### Task objective
With the string "Public" as the filter, copy each matching line from the records.

□ □ □

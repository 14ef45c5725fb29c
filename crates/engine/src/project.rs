// Codepad - Terminal Code Editor
// Copyright (C) 2024 Zhuo Zhang and Wuqi Zhang
//
// This program is free software: you can redistribute it and/or modify
// it under the terms of the GNU Affero General Public License as published by
// the Free Software Foundation, either version 3 of the License, or
// (at your option) any later version.
//
// This program is distributed in the hope that it will be useful,
// but WITHOUT ANY WARRANTY; without even the implied warranty of
// MERCHANTABILITY or FITNESS FOR A PARTICULAR PURPOSE. See the
// GNU Affero General Public License for more details.
//
// You should have received a copy of the GNU Affero General Public License
// along with this program. If not, see <https://www.gnu.org/licenses/>.

//! Project directory access.
//!
//! Opening a project walks the whole tree once and materializes it as a flat
//! list of [`FileNode`]s linked by parent id. Very large trees are slow to
//! open; there is no lazy loading.
//!
//! # Node ids
//!
//! The root is `root`. A child's id is its parent's id, a `/`, and the
//! child's name with every character outside `[A-Za-z0-9]` replaced by `-`
//! (`src/main.rs` becomes `root/src/main-rs`). When several siblings share
//! that sanitized form, each of them gets a `~` suffix holding a hash of its
//! exact name. Neither `/` nor `~` survives sanitizing, so ids are unique
//! across the whole forest, not only among siblings: `a/b` and `a.b` are
//! `root/a/b` and `root/a-b`. Ids depend only on the path and the sibling
//! names, so a node created and then re-read by [`Project::refresh`] keeps
//! its id.
//!
//! # Failure policy
//!
//! A subdirectory that cannot be listed is logged and left empty; everything
//! gathered so far is kept. Writes go through a temporary file in the same
//! directory and are renamed into place, so a failed write never leaves a
//! truncated file behind.

use codepad_common::{FileNode, NodeKind};
use std::{
    collections::HashMap,
    fs,
    io::{self, Write},
    path::{Path, PathBuf},
};
use tempfile::NamedTempFile;
use thiserror::Error;
use tracing::{debug, info, warn};

/// Id of the root node.
pub const ROOT_ID: &str = "root";

/// Errors from project file operations.
#[derive(Debug, Error)]
pub enum ProjectError {
    /// An I/O call failed
    #[error("I/O error on {}: {source}", path.display())]
    Io {
        /// Path being accessed
        path: PathBuf,
        /// Underlying error
        #[source]
        source: io::Error,
    },

    /// No node has this id
    #[error("no file or folder with id '{0}'")]
    UnknownNode(String),

    /// A folder was required
    #[error("'{0}' is not a folder")]
    NotAFolder(String),

    /// A file was required
    #[error("'{0}' is not a file")]
    NotAFile(String),

    /// Creation would overwrite an existing entry
    #[error("{} already exists", .0.display())]
    AlreadyExists(PathBuf),

    /// The name is empty, `.`/`..`, or contains a path separator
    #[error("invalid name '{0}'")]
    InvalidName(String),
}

impl ProjectError {
    fn io(path: impl Into<PathBuf>, source: io::Error) -> Self {
        Self::Io { path: path.into(), source }
    }
}

/// Sanitized id of `name` under `parent_id`, before collision handling.
pub fn derive_id(parent_id: &str, name: &str) -> String {
    let sanitized: String =
        name.chars().map(|c| if c.is_ascii_alphanumeric() { c } else { '-' }).collect();
    format!("{parent_id}/{sanitized}")
}

/// 32-bit FNV-1a, stable across platforms and releases.
fn name_hash(name: &str) -> u32 {
    name.bytes().fold(0x811c_9dc5_u32, |hash, b| (hash ^ u32::from(b)).wrapping_mul(0x0100_0193))
}

/// Assign ids to a set of sibling names.
///
/// Returned in the same order as `names`.
fn sibling_ids(parent_id: &str, names: &[String]) -> Vec<String> {
    let bases: Vec<String> = names.iter().map(|n| derive_id(parent_id, n)).collect();
    let mut counts: HashMap<&str, usize> = HashMap::new();
    for base in &bases {
        *counts.entry(base.as_str()).or_default() += 1;
    }

    bases
        .iter()
        .zip(names)
        .map(|(base, name)| {
            if counts.get(base.as_str()).copied().unwrap_or(0) > 1 {
                format!("{base}~{:08x}", name_hash(name))
            } else {
                base.clone()
            }
        })
        .collect()
}

fn validate_name(name: &str) -> Result<(), ProjectError> {
    let invalid = name.is_empty()
        || name == "."
        || name == ".."
        || name.contains('/')
        || name.contains('\\')
        || name.contains('\0');
    if invalid {
        return Err(ProjectError::InvalidName(name.to_string()));
    }
    Ok(())
}

/// An opened project directory.
#[derive(Debug, Clone, PartialEq, Eq)]
pub struct Project {
    root: PathBuf,
    nodes: Vec<FileNode>,
}

impl Project {
    /// Walk `root` and build the forest.
    ///
    /// Fails only when `root` itself cannot be listed.
    pub fn open(root: impl AsRef<Path>) -> Result<Self, ProjectError> {
        let root = root.as_ref();
        let root = root.canonicalize().map_err(|e| ProjectError::io(root, e))?;
        if !root.is_dir() {
            return Err(ProjectError::NotAFolder(root.display().to_string()));
        }

        let nodes = walk(&root)?;
        info!(root = %root.display(), nodes = nodes.len(), "Opened project");
        Ok(Self { root, nodes })
    }

    /// Re-read the tree from disk.
    pub fn refresh(&mut self) -> Result<(), ProjectError> {
        self.nodes = walk(&self.root)?;
        debug!(nodes = self.nodes.len(), "Refreshed project");
        Ok(())
    }

    /// Root directory on disk.
    pub fn root_path(&self) -> &Path {
        &self.root
    }

    /// The root node.
    pub fn root(&self) -> &FileNode {
        // walk() always emits the root first
        &self.nodes[0]
    }

    /// Every node, depth-first, each folder before its children.
    pub fn nodes(&self) -> &[FileNode] {
        &self.nodes
    }

    /// Node with `id`.
    pub fn find(&self, id: &str) -> Option<&FileNode> {
        self.nodes.iter().find(|n| n.id == id)
    }

    /// Child of `parent_id` called `name`.
    pub fn find_child(&self, parent_id: &str, name: &str) -> Option<&FileNode> {
        self.nodes.iter().find(|n| n.parent_id.as_deref() == Some(parent_id) && n.name == name)
    }

    /// Node whose path is `path`.
    pub fn find_by_path(&self, path: &Path) -> Option<&FileNode> {
        self.nodes.iter().find(|n| n.path == path)
    }

    /// Direct children of `parent_id`, in name order.
    pub fn children<'a>(&'a self, parent_id: &'a str) -> impl Iterator<Item = &'a FileNode> + 'a {
        self.nodes.iter().filter(move |n| n.parent_id.as_deref() == Some(parent_id))
    }

    /// Read a file's text.
    pub fn read_file(&self, id: &str) -> Result<String, ProjectError> {
        let node = self.file_node(id)?;
        fs::read_to_string(&node.path).map_err(|e| ProjectError::io(&node.path, e))
    }

    /// Replace a file's content.
    ///
    /// The new content is written to a temporary file next to the target and
    /// renamed over it.
    pub fn write_file(&self, id: &str, content: &str) -> Result<(), ProjectError> {
        let node = self.file_node(id)?;
        let dir = node.path.parent().unwrap_or(&self.root);

        let mut tmp = NamedTempFile::new_in(dir).map_err(|e| ProjectError::io(dir, e))?;
        tmp.write_all(content.as_bytes()).map_err(|e| ProjectError::io(tmp.path(), e))?;
        tmp.as_file().sync_all().map_err(|e| ProjectError::io(tmp.path(), e))?;
        tmp.persist(&node.path).map_err(|e| ProjectError::io(&node.path, e.error))?;

        debug!(id, bytes = content.len(), "Wrote file");
        Ok(())
    }

    /// Create a new file under `parent_id`.
    ///
    /// Never overwrites: an existing entry with the same name is an
    /// [`ProjectError::AlreadyExists`] error.
    pub fn create_file(
        &mut self,
        parent_id: &str,
        name: &str,
        content: &str,
    ) -> Result<FileNode, ProjectError> {
        validate_name(name)?;
        let dir = self.folder_node(parent_id)?.path.clone();
        let path = dir.join(name);
        if path.exists() {
            return Err(ProjectError::AlreadyExists(path));
        }

        let mut tmp = NamedTempFile::new_in(&dir).map_err(|e| ProjectError::io(&dir, e))?;
        tmp.write_all(content.as_bytes()).map_err(|e| ProjectError::io(tmp.path(), e))?;
        tmp.persist_noclobber(&path).map_err(|e| {
            if e.error.kind() == io::ErrorKind::AlreadyExists {
                ProjectError::AlreadyExists(path.clone())
            } else {
                ProjectError::io(&path, e.error)
            }
        })?;

        info!(path = %path.display(), "Created file");
        self.locate_after_create(parent_id, name)
    }

    /// Create a folder under `parent_id`. An existing folder is returned as is.
    pub fn create_folder(&mut self, parent_id: &str, name: &str) -> Result<FileNode, ProjectError> {
        validate_name(name)?;
        let path = self.folder_node(parent_id)?.path.join(name);

        if path.is_dir() {
            if let Some(existing) = self.find_child(parent_id, name) {
                return Ok(existing.clone());
            }
        } else if path.exists() {
            return Err(ProjectError::AlreadyExists(path));
        } else {
            fs::create_dir(&path).map_err(|e| ProjectError::io(&path, e))?;
            info!(path = %path.display(), "Created folder");
        }

        self.locate_after_create(parent_id, name)
    }

    fn locate_after_create(&mut self, parent_id: &str, name: &str) -> Result<FileNode, ProjectError> {
        self.refresh()?;
        self.find_child(parent_id, name)
            .cloned()
            .ok_or_else(|| ProjectError::UnknownNode(derive_id(parent_id, name)))
    }

    fn file_node(&self, id: &str) -> Result<&FileNode, ProjectError> {
        let node = self.find(id).ok_or_else(|| ProjectError::UnknownNode(id.to_string()))?;
        if node.kind != NodeKind::File {
            return Err(ProjectError::NotAFile(id.to_string()));
        }
        Ok(node)
    }

    fn folder_node(&self, id: &str) -> Result<&FileNode, ProjectError> {
        let node = self.find(id).ok_or_else(|| ProjectError::UnknownNode(id.to_string()))?;
        if node.kind != NodeKind::Folder {
            return Err(ProjectError::NotAFolder(id.to_string()));
        }
        Ok(node)
    }
}

fn walk(root: &Path) -> Result<Vec<FileNode>, ProjectError> {
    walk_with(root, &list_dir)
}

/// Sorted (name, path, kind) entries of one directory.
type Entries = Vec<(String, PathBuf, NodeKind)>;

fn walk_with(
    root: &Path,
    list: &dyn Fn(&Path) -> Result<Entries, ProjectError>,
) -> Result<Vec<FileNode>, ProjectError> {
    let name = root
        .file_name()
        .map(|n| n.to_string_lossy().into_owned())
        .unwrap_or_else(|| root.display().to_string());

    let mut nodes = vec![FileNode {
        id: ROOT_ID.to_string(),
        name,
        kind: NodeKind::Folder,
        parent_id: None,
        path: root.to_path_buf(),
        content: None,
    }];

    let entries = list(root)?;
    push_entries(entries, ROOT_ID, list, &mut nodes);
    Ok(nodes)
}

fn list_dir(dir: &Path) -> Result<Entries, ProjectError> {
    let read = fs::read_dir(dir).map_err(|e| ProjectError::io(dir, e))?;
    let mut entries = Vec::new();

    for entry in read {
        let entry = match entry {
            Ok(entry) => entry,
            Err(e) => {
                warn!(dir = %dir.display(), error = %e, "Skipping unreadable entry");
                continue;
            }
        };
        let path = entry.path();
        let Ok(file_type) = entry.file_type() else {
            continue;
        };

        let kind = if file_type.is_dir() {
            NodeKind::Folder
        } else if file_type.is_file() {
            NodeKind::File
        } else if file_type.is_symlink() && path.is_file() {
            // Links to files are shown, links to folders are not followed
            NodeKind::File
        } else {
            continue;
        };

        entries.push((entry.file_name().to_string_lossy().into_owned(), path, kind));
    }

    entries.sort_by(|a, b| a.0.cmp(&b.0));
    Ok(entries)
}

fn push_entries(
    entries: Entries,
    parent_id: &str,
    list: &dyn Fn(&Path) -> Result<Entries, ProjectError>,
    nodes: &mut Vec<FileNode>,
) {
    let names: Vec<String> = entries.iter().map(|(name, ..)| name.clone()).collect();
    let ids = sibling_ids(parent_id, &names);

    for ((name, path, kind), id) in entries.into_iter().zip(ids) {
        let is_folder = kind == NodeKind::Folder;
        let child_path = path.clone();
        nodes.push(FileNode {
            id: id.clone(),
            name,
            kind,
            parent_id: Some(parent_id.to_string()),
            path,
            content: None,
        });

        if is_folder {
            match list(&child_path) {
                Ok(children) => push_entries(children, &id, list, nodes),
                Err(e) => warn!(error = %e, "Could not list folder, keeping partial tree"),
            }
        }
    }
}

□ □ □

### Result of this exercise
// it under the terms of the GNU Affero General Public License as published by
// GNU Affero General Public License for more details.
// You should have received a copy of the GNU Affero General Public License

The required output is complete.